Der Band von Georg Glasze und Annika Mattissek verfolgt das Ziel, ausgehend von Grundfragen der Humangeographie sowie aktuellen Tendenzen aus Poststrukturalismus und Diskursanalyse zentrale diskurstheoretische Analyseperspektiven und konkrete Methoden vorzustellen. Dafür wird der an Foucault angelehnte Diskursbegriff sowohl aus diskurstheoretischer (Teil A), raumtheoretischer (Teil B) sowie methodischer Perspektive (Teil C) entwickelt und diskutiert. Der Band richtet sich vor allem an Humangeographen, bietet aber darüber hinaus auch anderen sozialwissenschaftlichen Disziplinen im ohnehin interdisziplinär orientierten Feld der Diskursanalyse ein vielseitiges und reichhaltiges Angebot für die diskursanalytische und diskurstheoretische Diskussion.

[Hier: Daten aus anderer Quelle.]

use std::path::PathBuf;

use anyhow::{Context, Result};
use clap::{Parser, ValueEnum};
use qtrace_renderer::{
    compare_frames, render_reference, Backend, RenderConfig, MAX_DEPTH, PARITY_TOLERANCE,
};

#[derive(Debug, Clone, Copy, ValueEnum)]
enum BackendArg {
    Float,
    Fixed,
}

impl From<BackendArg> for Backend {
    fn from(arg: BackendArg) -> Self {
        match arg {
            BackendArg::Float => Backend::Float,
            BackendArg::Fixed => Backend::Fixed,
        }
    }
}

#[derive(Debug, Clone, Copy, ValueEnum)]
enum LogLevel {
    Trace,
    Debug,
    Info,
    Warn,
    Error,
}

impl From<LogLevel> for log::LevelFilter {
    fn from(level: LogLevel) -> Self {
        match level {
            LogLevel::Trace => log::LevelFilter::Trace,
            LogLevel::Debug => log::LevelFilter::Debug,
            LogLevel::Info => log::LevelFilter::Info,
            LogLevel::Warn => log::LevelFilter::Warn,
            LogLevel::Error => log::LevelFilter::Error,
        }
    }
}

#[derive(Parser)]
#[command(name = "qtrace")]
#[command(version)]
#[command(about = "Render the reference scene with a float or Q16.16 fixed-point tracer")]
struct Cli {
    /// Numeric back-end
    #[arg(short, long, value_enum, default_value = "float")]
    backend: BackendArg,

    /// Image width in pixels
    #[arg(long, default_value_t = 80)]
    width: u32,

    /// Image height in pixels
    #[arg(long, default_value_t = 50)]
    height: u32,

    /// Field of view in degrees
    #[arg(long, default_value_t = 60.0)]
    fov: f32,

    /// Reflection/refraction recursion depth
    #[arg(long, default_value_t = MAX_DEPTH)]
    max_depth: u32,

    /// Output image; the extension picks the format (png, ppm, ...)
    #[arg(short, long, default_value = "qtrace.png")]
    output: PathBuf,

    /// Also render with the other back-end and report how far they differ
    #[arg(long)]
    compare: bool,

    #[arg(long, value_name = "LEVEL", default_value = "info")]
    log_level: LogLevel,
}

fn main() -> Result<()> {
    let cli = Cli::parse();

    env_logger::Builder::from_default_env()
        .filter_level(cli.log_level.into())
        .init();

    let backend = Backend::from(cli.backend);
    let config = RenderConfig::default()
        .with_resolution(cli.width, cli.height)
        .with_fov_degrees(cli.fov)
        .with_max_depth(cli.max_depth);

    log::info!("Starting qtrace ({} back-end)", backend);

    let image = render_reference(backend, &config)
        .with_context(|| format!("Failed to render with the {backend} back-end"))?;
    image
        .save(&cli.output)
        .with_context(|| format!("Failed to save {}", cli.output.display()))?;
    log::info!("Saved {}", cli.output.display());

    if cli.compare {
        let other = backend.other();
        let other_image = render_reference(other, &config)
            .with_context(|| format!("Failed to render with the {other} back-end"))?;
        let (float, fixed) = match backend {
            Backend::Float => (&image, &other_image),
            Backend::Fixed => (&other_image, &image),
        };
        let report =
            compare_frames(float, fixed, &config).context("Failed to compare back-ends")?;
        println!(
            "float vs fixed: max diff {}, mean diff {:.3}, {:.1}% of pixels within {}",
            report.max_diff,
            report.mean_diff,
            report.fraction_within(PARITY_TOLERANCE) * 100.0,
            PARITY_TOLERANCE
        );
        println!(
            "{} edge pixels, max diff elsewhere {}",
            report.edge_count(),
            report.max_interior_diff()
        );
    }

    Ok(())
}
//! Reference scene example.
//!
//! Renders the demo scene with both back-ends, saves each frame as PPM and
//! prints how closely they agree.

use qtrace_renderer::{
    compare_frames, render_reference, Backend, ImageBuffer, RenderConfig, RenderResult,
    PARITY_TOLERANCE,
};
use std::fs::File;
use std::io::BufWriter;

fn main() -> RenderResult<()> {
    env_logger::Builder::from_default_env()
        .filter_level(log::LevelFilter::Info)
        .init();

    println!("qtrace - Reference Scene");
    println!("========================");

    let config = RenderConfig::default().with_resolution(160, 100);

    let mut frames = Vec::with_capacity(Backend::ALL.len());
    for backend in Backend::ALL {
        println!(
            "Rendering {}x{} with the {} back-end...",
            config.width, config.height, backend
        );

        let start = std::time::Instant::now();
        let image = render_reference(backend, &config)?;
        println!("Rendered in {:?}", start.elapsed());

        let filename = format!("reference_{backend}.ppm");
        save_ppm(&image, &filename)?;
        println!("Saved to {}", filename);
        frames.push(image);
    }

    let report = compare_frames(&frames[0], &frames[1], &config)?;
    println!(
        "Parity: max diff {}, mean diff {:.3}, {:.1}% within {}",
        report.max_diff,
        report.mean_diff,
        report.fraction_within(PARITY_TOLERANCE) * 100.0,
        PARITY_TOLERANCE
    );
    println!(
        "{} edge pixels, max diff elsewhere {}",
        report.edge_count(),
        report.max_interior_diff()
    );

    Ok(())
}

fn save_ppm(image: &ImageBuffer, filename: &str) -> RenderResult<()> {
    let file = File::create(filename)?;
    image.write_ppm(BufWriter::new(file))
}
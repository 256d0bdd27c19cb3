//! Numeric abstraction shared by every layer above it.
//!
//! Geometry and shading are written once against [`Scalar`] and instantiated
//! for both `f32` and [`Fixed`](crate::Fixed). Nothing above this module knows
//! which back-end is active.

use std::fmt::Debug;
use std::ops::{Add, AddAssign, Div, Mul, Neg, Sub, SubAssign};

/// The operation set a numeric back-end must provide.
pub trait Scalar:
    Copy
    + Debug
    + Default
    + PartialEq
    + PartialOrd
    + Send
    + Sync
    + 'static
    + Add<Output = Self>
    + Sub<Output = Self>
    + Mul<Output = Self>
    + Div<Output = Self>
    + Neg<Output = Self>
    + AddAssign
    + SubAssign
{
    const ZERO: Self;
    const ONE: Self;
    const HALF: Self;

    /// Distance used before anything has been hit. Never reached by real geometry.
    const BIG: Self;

    /// Offset applied along the normal to secondary ray origins. Must exceed the
    /// back-end's error in a hit point, or secondary rays re-hit their own surface.
    const SURFACE_BIAS: Self;

    /// Rays with `|direction.y|` at or below this are treated as parallel to the floor.
    const PARALLEL_EPSILON: Self;

    /// Largest magnitude the back-end can hold. Only used by validation code.
    const MAX_MAGNITUDE: f64;

    /// Short human-readable back-end name.
    const NAME: &'static str;

    fn from_int(value: i32) -> Self;

    /// Convert a float literal. Meant for scene construction, not per-pixel work.
    fn from_f32(value: f32) -> Self;

    /// Truncate toward zero.
    fn to_int(self) -> i32;

    fn to_f32(self) -> f32;

    /// Square root. Non-positive input yields zero instead of NaN.
    fn sqrt(self) -> Self;

    #[inline]
    fn abs(self) -> Self {
        if self < Self::ZERO {
            -self
        } else {
            self
        }
    }

    #[inline]
    fn min(self, other: Self) -> Self {
        if self < other {
            self
        } else {
            other
        }
    }

    #[inline]
    fn max(self, other: Self) -> Self {
        if self > other {
            self
        } else {
            other
        }
    }

    #[inline]
    fn clamp(self, lo: Self, hi: Self) -> Self {
        self.max(lo).min(hi)
    }

    /// Integer power by repeated squaring.
    fn pow_int(self, exponent: u32) -> Self {
        let mut result = Self::ONE;
        let mut base = self;
        let mut e = exponent;
        while e > 0 {
            if e & 1 == 1 {
                result = result * base;
            }
            base = base * base;
            e >>= 1;
        }
        result
    }
}

impl Scalar for f32 {
    const ZERO: Self = 0.0;
    const ONE: Self = 1.0;
    const HALF: Self = 0.5;
    const BIG: Self = 1e30;
    const SURFACE_BIAS: Self = 1e-2;
    const PARALLEL_EPSILON: Self = 1e-3;
    const MAX_MAGNITUDE: f64 = f32::MAX as f64;
    const NAME: &'static str = "float";

    #[inline]
    fn from_int(value: i32) -> Self {
        value as f32
    }

    #[inline]
    fn from_f32(value: f32) -> Self {
        value
    }

    #[inline]
    fn to_int(self) -> i32 {
        self as i32
    }

    #[inline]
    fn to_f32(self) -> f32 {
        self
    }

    #[inline]
    fn sqrt(self) -> Self {
        if self > 0.0 {
            f32::sqrt(self)
        } else {
            0.0
        }
    }
}
//! Runtime back-end selection and float/fixed parity checking.

use std::fmt;
use std::str::FromStr;

use qtrace_core::Scene;
use qtrace_math::{Fixed, Scalar};

use crate::camera::Camera;
use crate::error::{RenderError, RenderResult};
use crate::hittable::{Hittable, MAX_HIT_DISTANCE};
use crate::output::PixelFormat;
use crate::renderer::{render, ImageBuffer, RenderConfig};

/// Channel difference (out of 255) the two back-ends are expected to stay within.
pub const PARITY_TOLERANCE: u8 = 2;

/// Numeric back-end used for the whole frame.
#[derive(Debug, Clone, Copy, Default, PartialEq, Eq, Hash)]
pub enum Backend {
    /// Native `f32`
    #[default]
    Float,
    /// Q16.16 integers
    Fixed,
}

impl Backend {
    pub const ALL: [Backend; 2] = [Backend::Float, Backend::Fixed];

    pub fn name(self) -> &'static str {
        match self {
            Backend::Float => <f32 as Scalar>::NAME,
            Backend::Fixed => <Fixed as Scalar>::NAME,
        }
    }

    /// The other back-end.
    pub fn other(self) -> Backend {
        match self {
            Backend::Float => Backend::Fixed,
            Backend::Fixed => Backend::Float,
        }
    }
}

impl fmt::Display for Backend {
    fn fmt(&self, f: &mut fmt::Formatter<'_>) -> fmt::Result {
        f.write_str(self.name())
    }
}

impl FromStr for Backend {
    type Err = RenderError;

    fn from_str(s: &str) -> Result<Self, Self::Err> {
        match s.to_ascii_lowercase().as_str() {
            "float" | "f32" => Ok(Backend::Float),
            "fixed" | "q16.16" => Ok(Backend::Fixed),
            _ => Err(RenderError::UnknownBackend(s.to_string())),
        }
    }
}

/// Validate and render `scene` with the back-end it was built for.
pub fn render_scene<S: PixelFormat>(
    scene: &Scene<S>,
    config: &RenderConfig,
) -> RenderResult<ImageBuffer> {
    config.validate::<S>()?;
    scene.validate()?;
    let camera = Camera::from_config(config);
    Ok(render(&camera, scene, config))
}

/// Render the reference scene with the chosen back-end.
pub fn render_reference(backend: Backend, config: &RenderConfig) -> RenderResult<ImageBuffer> {
    match backend {
        Backend::Float => render_scene(&Scene::<f32>::reference(), config),
        Backend::Fixed => render_scene(&Scene::<Fixed>::reference(), config),
    }
}

/// What a primary ray sees first.
#[derive(Debug, Clone, Copy, PartialEq, Eq, Hash)]
pub enum Surface {
    Sky,
    /// Index into [`Scene::spheres`]
    Sphere(usize),
    /// Checker floor, with the parity of the cell that was hit
    Floor { odd: bool },
}

/// Surface seen through pixel (x, y), with the same precedence and cutoff as
/// [`scene_intersect`](crate::scene_intersect).
pub fn primary_surface<S: Scalar>(scene: &Scene<S>, camera: &Camera<S>, x: u32, y: u32) -> Surface {
    let ray = camera.primary_ray(x, y);
    let mut closest_so_far = S::BIG;
    let mut surface = Surface::Sky;

    for (index, sphere) in scene.spheres().iter().enumerate() {
        if let Some(rec) = sphere.hit(&ray, closest_so_far) {
            closest_so_far = rec.t;
            surface = Surface::Sphere(index);
        }
    }
    if let Some(floor) = scene.floor() {
        if let Some(rec) = floor.hit(&ray, closest_so_far) {
            closest_so_far = rec.t;
            surface = Surface::Floor {
                odd: rec.material.diffuse_color == floor.odd_color,
            };
        }
    }

    if closest_so_far < S::from_int(MAX_HIT_DISTANCE) {
        surface
    } else {
        Surface::Sky
    }
}

/// Per-pixel flags, row-major: true where the two back-ends see different
/// primary surfaces in the reference scene.
///
/// These are the pixels sitting on a silhouette or checker edge, where a
/// rounding difference legitimately lands the ray on the other side.
pub fn surface_mismatches(config: &RenderConfig) -> Vec<bool> {
    let float_scene = Scene::<f32>::reference();
    let fixed_scene = Scene::<Fixed>::reference();
    let float_camera = Camera::<f32>::from_config(config);
    let fixed_camera = Camera::<Fixed>::from_config(config);

    let mut mismatches = Vec::with_capacity(config.width as usize * config.height as usize);
    for y in 0..config.height {
        for x in 0..config.width {
            let a = primary_surface(&float_scene, &float_camera, x, y);
            let b = primary_surface(&fixed_scene, &fixed_camera, x, y);
            mismatches.push(a != b);
        }
    }
    mismatches
}

/// Per-pixel comparison of a float frame against a fixed frame.
#[derive(Debug, Clone, PartialEq)]
pub struct ParityReport {
    pub width: u32,
    pub height: u32,
    /// Largest channel difference over the whole frame
    pub max_diff: u8,
    /// Mean of the per-pixel largest channel difference
    pub mean_diff: f64,
    diffs: Vec<u8>,
    /// Pixels whose primary surface differs between the back-ends
    edges: Vec<bool>,
}

impl ParityReport {
    /// Compare two frames pixel by pixel. Both must have the same dimensions.
    ///
    /// No pixel is marked as an edge; see [`compare_frames`] for that.
    pub fn between(float: &ImageBuffer, fixed: &ImageBuffer) -> RenderResult<Self> {
        check_same_size((float.width, float.height), (fixed.width, fixed.height))?;

        let diffs: Vec<u8> = float
            .pixels
            .iter()
            .zip(&fixed.pixels)
            .map(|(a, b)| a.max_channel_diff(*b))
            .collect();

        let max_diff = diffs.iter().copied().max().unwrap_or(0);
        let mean_diff = if diffs.is_empty() {
            0.0
        } else {
            diffs.iter().map(|&d| f64::from(d)).sum::<f64>() / diffs.len() as f64
        };

        Ok(Self {
            width: float.width,
            height: float.height,
            max_diff,
            mean_diff,
            edges: vec![false; diffs.len()],
            diffs,
        })
    }

    #[inline]
    fn index(&self, x: u32, y: u32) -> Option<usize> {
        if x >= self.width || y >= self.height {
            return None;
        }
        Some(y as usize * self.width as usize + x as usize)
    }

    /// Largest channel difference at pixel (x, y).
    pub fn diff_at(&self, x: u32, y: u32) -> Option<u8> {
        self.index(x, y).map(|i| self.diffs[i])
    }

    /// Whether the back-ends see different primary surfaces at (x, y).
    pub fn is_edge(&self, x: u32, y: u32) -> bool {
        self.index(x, y).is_some_and(|i| self.edges[i])
    }

    pub fn edge_count(&self) -> usize {
        self.edges.iter().filter(|&&edge| edge).count()
    }

    /// Largest channel difference over pixels where both back-ends see the same surface.
    pub fn max_interior_diff(&self) -> u8 {
        self.diffs
            .iter()
            .zip(&self.edges)
            .filter(|&(_, &edge)| !edge)
            .map(|(&d, _)| d)
            .max()
            .unwrap_or(0)
    }

    /// Fraction of pixels whose channels all agree within `tolerance`.
    pub fn fraction_within(&self, tolerance: u8) -> f64 {
        if self.diffs.is_empty() {
            return 1.0;
        }
        let within = self.diffs.iter().filter(|&&d| d <= tolerance).count();
        within as f64 / self.diffs.len() as f64
    }

    pub fn pixel_count(&self) -> usize {
        self.diffs.len()
    }

    /// Every pixel off a surface edge agrees within [`PARITY_TOLERANCE`].
    pub fn is_acceptable(&self) -> bool {
        self.max_interior_diff() <= PARITY_TOLERANCE
    }
}

fn check_same_size(left: (u32, u32), right: (u32, u32)) -> RenderResult<()> {
    if left != right {
        return Err(RenderError::SizeMismatch {
            left_width: left.0,
            left_height: left.1,
            right_width: right.0,
            right_height: right.1,
        });
    }
    Ok(())
}

/// Compare float and fixed frames of the reference scene rendered with `config`.
///
/// Pixels where the back-ends see different primary surfaces are marked as
/// edges and left out of [`ParityReport::is_acceptable`].
pub fn compare_frames(
    float: &ImageBuffer,
    fixed: &ImageBuffer,
    config: &RenderConfig,
) -> RenderResult<ParityReport> {
    let mut report = ParityReport::between(float, fixed)?;
    check_same_size((report.width, report.height), (config.width, config.height))?;
    report.edges = surface_mismatches(config);

    log::info!(
        "Parity over {} pixels: max diff {}, mean diff {:.3}, {} edge pixels, max off-edge diff {}",
        report.pixel_count(),
        report.max_diff,
        report.mean_diff,
        report.edge_count(),
        report.max_interior_diff()
    );
    if !report.is_acceptable() {
        log::warn!(
            "Back-ends diverge off surface edges: max diff {} exceeds {}",
            report.max_interior_diff(),
            PARITY_TOLERANCE
        );
    }

    Ok(report)
}

/// Render the reference scene with both back-ends and compare the frames.
pub fn compare_backends(config: &RenderConfig) -> RenderResult<ParityReport> {
    let float = render_reference(Backend::Float, config)?;
    let fixed = render_reference(Backend::Fixed, config)?;
    compare_frames(&float, &fixed, config)
}
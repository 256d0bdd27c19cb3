//! Surface material description.

use qtrace_math::{Scalar, Vec3, Vec4};

/// Phong-style material with independent weights for each light path.
///
/// The four albedo weights are used exactly as given. They are not
/// normalized, so a material may reflect more light than it receives.
#[derive(Clone, Copy, Debug, PartialEq)]
pub struct Material<S> {
    /// Index of refraction (1.0 = vacuum)
    pub refractive_index: S,

    /// Weights for (diffuse, specular, reflection, refraction)
    pub albedo: Vec4<S>,

    /// Base color for the diffuse term (RGB, 0-1)
    pub diffuse_color: Vec3<S>,

    /// Phong exponent for the specular highlight. Zero disables the highlight.
    pub specular_exponent: u32,
}

impl<S: Scalar> Default for Material<S> {
    fn default() -> Self {
        Self {
            refractive_index: S::ONE,
            albedo: Vec4::new(S::ONE, S::ZERO, S::ZERO, S::ZERO),
            diffuse_color: Vec3::ZERO,
            specular_exponent: 0,
        }
    }
}

impl<S: Scalar> Material<S> {
    pub fn new(
        refractive_index: S,
        albedo: Vec4<S>,
        diffuse_color: Vec3<S>,
        specular_exponent: u32,
    ) -> Self {
        Self {
            refractive_index,
            albedo,
            diffuse_color,
            specular_exponent,
        }
    }

    /// Purely diffuse material of the given color.
    pub fn matte(diffuse_color: Vec3<S>) -> Self {
        Self {
            diffuse_color,
            ..Default::default()
        }
    }

    pub fn ivory() -> Self {
        Self::new(
            S::ONE,
            Vec4::from_f32(0.6, 0.3, 0.1, 0.0),
            Vec3::from_f32(0.4, 0.4, 0.3),
            50,
        )
    }

    pub fn glass() -> Self {
        Self::new(
            S::from_f32(1.5),
            Vec4::from_f32(0.0, 0.5, 0.1, 0.8),
            Vec3::from_f32(0.6, 0.7, 0.8),
            125,
        )
    }

    pub fn red_rubber() -> Self {
        Self::new(
            S::ONE,
            Vec4::from_f32(0.9, 0.1, 0.0, 0.0),
            Vec3::from_f32(0.3, 0.1, 0.1),
            10,
        )
    }

    /// Mirror. The specular weight of 10 saturates its highlights.
    pub fn mirror() -> Self {
        Self::new(
            S::ONE,
            Vec4::from_f32(0.0, 10.0, 0.8, 0.0),
            Vec3::ONE,
            142,
        )
    }
}
//! Checkerboard floor intersection.

use qtrace_core::CheckerFloor;
use qtrace_math::{Ray, Scalar, Vec3};

use crate::hittable::{HitRecord, Hittable};

/// Distance to the floor along `ray`, if the crossing lies in front of the
/// origin and inside the floor rectangle.
///
/// Rays nearly parallel to the plane are rejected outright to keep the
/// division well away from zero.
pub fn plane_intersect<S: Scalar>(floor: &CheckerFloor<S>, ray: &Ray<S>) -> Option<S> {
    if ray.direction.y.abs() <= S::PARALLEL_EPSILON {
        return None;
    }

    let t = -(ray.origin.y - floor.height) / ray.direction.y;
    if t <= S::ZERO {
        return None;
    }

    if !floor.in_bounds(ray.at(t)) {
        return None;
    }
    Some(t)
}

impl<S: Scalar> Hittable<S> for CheckerFloor<S> {
    fn hit(&self, ray: &Ray<S>, t_max: S) -> Option<HitRecord<S>> {
        let t = plane_intersect(self, ray)?;
        if t >= t_max {
            return None;
        }

        let point = ray.at(t);
        Some(HitRecord {
            t,
            point,
            normal: Vec3::Y,
            material: self.material_at(point),
        })
    }
}
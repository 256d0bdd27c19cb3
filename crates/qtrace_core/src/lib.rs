//! qtrace Core - scene model for the Whitted tracer.
//!
//! This crate provides:
//!
//! - **Materials**: `Material` with the ivory / glass / rubber / mirror presets
//! - **Scene types**: `Sphere`, `Light`, `CheckerFloor`, `Scene`
//!
//! All types are generic over the scalar back-end.
//!
//! # Example
//!
//! ```
//! use qtrace_core::Scene;
//! use qtrace_math::Fixed;
//!
//! let scene = Scene::<Fixed>::reference();
//! assert_eq!(scene.spheres().len(), 4);
//! ```

pub mod material;
pub mod scene;

// Re-export commonly used types
pub use material::Material;
pub use scene::{CheckerFloor, Light, Scene, SceneError, SceneResult, Sphere};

Der erste Teil des Bandes befasst sich mit unterschiedlichen Konzepten und Grundbegriffen aus der (humangeographischen) Diskursforschung. Ohne allerdings auf Kontroversen und Gegensätze einzugehen, werden hier unterschiedliche Analyseperspektiven wie Gouvernementalitätsanalyse, Performativität, Kritische Diskursanalyse, Hegemonietheorie und Bildanalyse vorgestellt. Die Beiträge sind übersichtlich gegliedert und entlang eines einheitlichen Musters aufgebaut. So werden anfangs die jeweilige Theorieperspektive und die Grundbegriffe vorgestellt, um anschließend die theoretische Relevanz für die Disziplin – im vorliegenden Fall für die Humangeographie – herauszuarbeiten. Abschließend wird der Stand der Forschung zusammengefasst und an unterschiedlichen Beispielen das Analysepotential illustriert.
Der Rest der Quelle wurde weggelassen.